Records from a data collection:
━━━━━━━━

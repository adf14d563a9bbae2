//! The book: registry of the stable, the race card and bettor accounts.
//!
//! Every race and every ledger lives behind its own `Arc<Mutex<_>>`.
//! Placement locks the race, then the ledger; nothing else nests. The
//! registries themselves are only held long enough to clone a handle.

use chrono::NaiveDateTime;
use rust_decimal::Decimal;
use std::collections::HashMap;
use std::sync::{Arc, Mutex, RwLock};
use tracing::{info, warn};

use crate::clock::Clock;
use crate::config::{AppConfig, RacingConfig, WageringConfig};
use crate::engine::settlement::{SettlementReport, Settler};
use crate::engine::{lock, read, write};
use crate::racing::eligibility::EligibilityChecker;
use crate::racing::odds::QuotedOdds;
use crate::racing::participant::Participant;
use crate::racing::race::Race;
use crate::racing::result::RaceResult;
use crate::storage::Snapshot;
use crate::types::{Horse, Jockey, RaceState, TurfError};
use crate::wagering::ledger::{BalanceSheet, Bettor, Ledger};
use crate::wagering::pricing::applied_odds;
use crate::wagering::wager::{Selection, Wager};

type Shared<T> = Arc<Mutex<T>>;

pub struct Book {
    horses: Mutex<HashMap<String, Horse>>,
    jockeys: Mutex<HashMap<String, Jockey>>,
    races: RwLock<HashMap<String, Shared<Race>>>,
    ledgers: RwLock<HashMap<String, Shared<Ledger>>>,
    checker: EligibilityChecker,
    clock: Arc<dyn Clock>,
    racing: RacingConfig,
    wagering: WageringConfig,
}

impl Book {
    pub fn new(config: &AppConfig, clock: Arc<dyn Clock>) -> Self {
        Self {
            horses: Mutex::new(HashMap::new()),
            jockeys: Mutex::new(HashMap::new()),
            races: RwLock::new(HashMap::new()),
            ledgers: RwLock::new(HashMap::new()),
            checker: EligibilityChecker::new(config.racing.clone(), clock.clone()),
            clock,
            racing: config.racing.clone(),
            wagering: config.wagering.clone(),
        }
    }

    /// Rebuild a book from a saved snapshot.
    pub fn from_snapshot(snapshot: Snapshot, config: &AppConfig, clock: Arc<dyn Clock>) -> Self {
        let book = Self::new(config, clock);
        {
            let mut horses = lock(&book.horses);
            for horse in snapshot.horses {
                horses.insert(horse.id.clone(), horse);
            }
            let mut jockeys = lock(&book.jockeys);
            for jockey in snapshot.jockeys {
                jockeys.insert(jockey.id.clone(), jockey);
            }
            let mut races = write(&book.races);
            for race in snapshot.races {
                races.insert(race.id.clone(), Arc::new(Mutex::new(race)));
            }
            let mut ledgers = write(&book.ledgers);
            for bettor in snapshot.bettors {
                ledgers.insert(bettor.id.clone(), Arc::new(Mutex::new(Ledger::new(bettor, &book.wagering))));
            }
        }
        book
    }

    /// Copy of everything the book holds, for persistence.
    pub fn snapshot(&self) -> Snapshot {
        let mut horses: Vec<Horse> = lock(&self.horses).values().cloned().collect();
        horses.sort_by(|a, b| a.name.cmp(&b.name));
        let mut jockeys: Vec<Jockey> = lock(&self.jockeys).values().cloned().collect();
        jockeys.sort_by(|a, b| a.name.cmp(&b.name));

        let mut races: Vec<Race> = self.race_handles().iter().map(|r| lock(r).clone()).collect();
        races.sort_by_key(|r| r.scheduled_at);
        let mut bettors: Vec<Bettor> = self
            .ledger_handles()
            .iter()
            .map(|l| lock(l).bettor().clone())
            .collect();
        bettors.sort_by(|a, b| a.name.cmp(&b.name));

        Snapshot {
            horses,
            jockeys,
            races,
            bettors,
        }
    }

    pub fn clock(&self) -> &dyn Clock {
        self.clock.as_ref()
    }

    pub fn now(&self) -> NaiveDateTime {
        self.clock.now()
    }

    // -- Stable -----------------------------------------------------------

    pub fn register_horse(&self, horse: Horse) -> String {
        let id = horse.id.clone();
        info!(horse = %horse, "Horse registered");
        lock(&self.horses).insert(id.clone(), horse);
        id
    }

    pub fn register_jockey(&self, jockey: Jockey) -> String {
        let id = jockey.id.clone();
        info!(jockey = %jockey, "Jockey registered");
        lock(&self.jockeys).insert(id.clone(), jockey);
        id
    }

    pub fn horse(&self, horse_id: &str) -> Result<Horse, TurfError> {
        lock(&self.horses)
            .get(horse_id)
            .cloned()
            .ok_or_else(|| TurfError::HorseNotFound(horse_id.to_string()))
    }

    pub fn jockey(&self, jockey_id: &str) -> Result<Jockey, TurfError> {
        lock(&self.jockeys)
            .get(jockey_id)
            .cloned()
            .ok_or_else(|| TurfError::JockeyNotFound(jockey_id.to_string()))
    }

    // -- Race card --------------------------------------------------------

    /// Put a race on the card with the configured roster rules.
    pub fn schedule_race(&self, name: &str, scheduled_at: NaiveDateTime, distance: u32) -> String {
        let race = Race::with_rules(name, scheduled_at, distance, &self.racing);
        let id = race.id.clone();
        info!(race = %race, "Race scheduled");
        write(&self.races).insert(id.clone(), Arc::new(Mutex::new(race)));
        id
    }

    /// Copy of a race as it stands now.
    pub fn race(&self, race_id: &str) -> Result<Race, TurfError> {
        Ok(lock(&*self.race_handle(race_id)?).clone())
    }

    /// Enter a registered horse with a registered jockey. The pairing is
    /// confirmed on entry; `Ok(false)` means the race refused it.
    pub fn enter(
        &self,
        race_id: &str,
        horse_id: &str,
        jockey_id: &str,
        competitor_number: u32,
        assigned_weight: Decimal,
    ) -> Result<bool, TurfError> {
        let race = self.race_handle(race_id)?;
        let horse = self.horse(horse_id)?;
        let jockey = self.jockey(jockey_id)?;

        let mut participant = Participant::new(horse, jockey, competitor_number, assigned_weight);
        participant.confirm();
        let accepted = lock(&race).add_participant(participant, &self.checker);
        Ok(accepted)
    }

    /// Scratch a runner. Active wagers with the runner as a leg are
    /// refunded, since the runner can no longer finish.
    pub fn withdraw(&self, race_id: &str, participant_id: &str) -> Result<bool, TurfError> {
        let race = self.race_handle(race_id)?;
        if !lock(&race).withdraw_participant(participant_id) {
            return Ok(false);
        }
        Settler::scratch(race_id, participant_id, &self.ledger_handles(), self.now());
        Ok(true)
    }

    pub fn open_betting(&self, race_id: &str) -> Result<bool, TurfError> {
        Ok(lock(&*self.race_handle(race_id)?).open_betting(self.clock()))
    }

    pub fn close_betting(&self, race_id: &str) -> Result<bool, TurfError> {
        Ok(lock(&*self.race_handle(race_id)?).close_betting())
    }

    pub fn start_race(&self, race_id: &str) -> Result<bool, TurfError> {
        Ok(lock(&*self.race_handle(race_id)?).start(self.clock()))
    }

    /// Current WIN prices for every runner.
    pub fn quote(&self, race_id: &str) -> Result<Vec<QuotedOdds>, TurfError> {
        Ok(lock(&*self.race_handle(race_id)?).current_odds())
    }

    /// Attach the official result, copy the new history into the stable
    /// and settle every ledger against it.
    pub fn record_result(&self, race_id: &str, result: RaceResult) -> Result<SettlementReport, TurfError> {
        let race = self.race_handle(race_id)?;
        let (official, finishers) = {
            let mut race = lock(&race);
            if !race.record_result(result) {
                return Ok(SettlementReport::rejected(race_id, self.now()));
            }
            let Some(official) = race.result().cloned() else {
                return Ok(SettlementReport::rejected(race_id, self.now()));
            };
            let finishers: Vec<Participant> = race
                .participants()
                .iter()
                .filter(|p| official.position_of(&p.id).is_some())
                .cloned()
                .collect();
            (official, finishers)
        };

        self.sync_history(race_id, &finishers);
        Ok(Settler::settle(&official, &self.ledger_handles(), self.now()))
    }

    /// Cancel a race and refund every stake on it.
    pub fn cancel_race(&self, race_id: &str) -> Result<SettlementReport, TurfError> {
        self.abort(race_id, Race::cancel)
    }

    /// Suspend a race and refund every stake on it.
    pub fn suspend_race(&self, race_id: &str) -> Result<SettlementReport, TurfError> {
        self.abort(race_id, Race::suspend)
    }

    fn abort(&self, race_id: &str, apply: fn(&mut Race) -> bool) -> Result<SettlementReport, TurfError> {
        let race = self.race_handle(race_id)?;
        if !apply(&mut *lock(&race)) {
            return Ok(SettlementReport::rejected(race_id, self.now()));
        }
        Ok(Settler::refund(race_id, &self.ledger_handles(), self.now()))
    }

    /// Registry copies of horses and jockeys pick up the record the race
    /// wrote on its own copies.
    fn sync_history(&self, race_id: &str, finishers: &[Participant]) {
        let mut horses = lock(&self.horses);
        for p in finishers {
            let Some(record) = p.horse.history().iter().find(|r| r.race_id == race_id) else {
                continue;
            };
            if let Some(horse) = horses.get_mut(&p.horse.id) {
                if !horse.history().iter().any(|r| r.race_id == race_id) {
                    horse.record_race(record.clone());
                }
            }
        }
        drop(horses);

        let mut jockeys = lock(&self.jockeys);
        for p in finishers {
            let Some(record) = p.jockey.history().iter().find(|r| r.race_id == race_id) else {
                continue;
            };
            if let Some(jockey) = jockeys.get_mut(&p.jockey.id) {
                if !jockey.history().iter().any(|r| r.race_id == race_id) {
                    jockey.record_race(record.clone());
                }
            }
        }
    }

    // -- Accounts ---------------------------------------------------------

    /// Open an account with the default stake limit and an initial deposit.
    pub fn open_account(&self, name: &str, initial_deposit: Decimal) -> String {
        let mut ledger = Ledger::new(Bettor::new(name, self.wagering.default_stake_limit), &self.wagering);
        if initial_deposit > Decimal::ZERO {
            ledger.deposit(initial_deposit);
        }
        let id = ledger.id().to_string();
        info!(bettor = name, balance = %ledger.balance(), "Account opened");
        write(&self.ledgers).insert(id.clone(), Arc::new(Mutex::new(ledger)));
        id
    }

    pub fn deposit(&self, bettor_id: &str, amount: Decimal) -> Result<bool, TurfError> {
        Ok(lock(&*self.ledger_handle(bettor_id)?).deposit(amount))
    }

    pub fn withdraw_funds(&self, bettor_id: &str, amount: Decimal) -> Result<bool, TurfError> {
        Ok(lock(&*self.ledger_handle(bettor_id)?).withdraw(amount))
    }

    pub fn set_stake_limit(&self, bettor_id: &str, limit: Decimal) -> Result<bool, TurfError> {
        Ok(lock(&*self.ledger_handle(bettor_id)?).set_stake_limit(limit))
    }

    pub fn set_active(&self, bettor_id: &str, active: bool) -> Result<(), TurfError> {
        lock(&*self.ledger_handle(bettor_id)?).set_active(active);
        Ok(())
    }

    pub fn bettor(&self, bettor_id: &str) -> Result<Bettor, TurfError> {
        Ok(lock(&*self.ledger_handle(bettor_id)?).bettor().clone())
    }

    pub fn balance_sheet(&self, bettor_id: &str) -> Result<BalanceSheet, TurfError> {
        Ok(lock(&*self.ledger_handle(bettor_id)?).balance_sheet())
    }

    pub fn wager(&self, bettor_id: &str, wager_id: &str) -> Result<Option<Wager>, TurfError> {
        Ok(lock(&*self.ledger_handle(bettor_id)?).wager(wager_id).cloned())
    }

    // -- Betting ----------------------------------------------------------

    /// Price and place a bet. Returns the wager id, or `None` when the
    /// race is not taking bets, a leg is not a runner, or the ledger
    /// refuses the stake.
    pub fn place_bet(
        &self,
        bettor_id: &str,
        race_id: &str,
        selection: Selection,
        stake: Decimal,
    ) -> Result<Option<String>, TurfError> {
        let race = self.race_handle(race_id)?;
        let ledger = self.ledger_handle(bettor_id)?;

        let race = lock(&race);
        if race.state() != RaceState::BettingOpen {
            warn!(race = %race.name, state = %race.state(), "Bet rejected: betting not open");
            return Ok(None);
        }
        let Some(odds) = applied_odds(&race.current_odds(), &selection) else {
            warn!(race = %race.name, selection = %selection, "Bet rejected: selection not a runner");
            return Ok(None);
        };

        let wager = Wager::new(bettor_id, race_id, selection, stake, odds, self.now());
        let wager_id = wager.id.clone();
        let placed = lock(&ledger).place_wager(wager);
        Ok(placed.then_some(wager_id))
    }

    /// Cancel a bet while its race is still taking bets.
    pub fn cancel_bet(&self, bettor_id: &str, wager_id: &str) -> Result<bool, TurfError> {
        let ledger = self.ledger_handle(bettor_id)?;
        let Some(race_id) = lock(&ledger).wager(wager_id).map(|w| w.race_id.clone()) else {
            return Ok(false);
        };

        let race = self.race_handle(&race_id)?;
        let race = lock(&race);
        if race.state() != RaceState::BettingOpen {
            return Ok(false);
        }
        let cancelled = lock(&ledger).cancel_wager(wager_id);
        Ok(cancelled)
    }

    // -- Handles ----------------------------------------------------------

    fn race_handle(&self, race_id: &str) -> Result<Shared<Race>, TurfError> {
        read(&self.races)
            .get(race_id)
            .cloned()
            .ok_or_else(|| TurfError::RaceNotFound(race_id.to_string()))
    }

    fn ledger_handle(&self, bettor_id: &str) -> Result<Shared<Ledger>, TurfError> {
        read(&self.ledgers)
            .get(bettor_id)
            .cloned()
            .ok_or_else(|| TurfError::BettorNotFound(bettor_id.to_string()))
    }

    fn race_handles(&self) -> Vec<Shared<Race>> {
        read(&self.races).values().cloned().collect()
    }

    fn ledger_handles(&self) -> Vec<Shared<Ledger>> {
        read(&self.ledgers).values().cloned().collect()
    }
}

// ---------------------------------------------------------------------------
// Tests
// ---------------------------------------------------------------------------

━━━━━━━━

_WHAT TO PRODUCE_
Please set down again, word for word, only the lines from the start of the entries through the line with "else nests. The", both ends included.

_YOUR SOLUTION_
repository adf14d563a9bbae2
//! The book: registry of the stable, the race card and bettor accounts.
//!
//! Every race and every ledger lives behind its own `Arc<Mutex<_>>`.
//! Placement locks the race, then the ledger; nothing else nests. The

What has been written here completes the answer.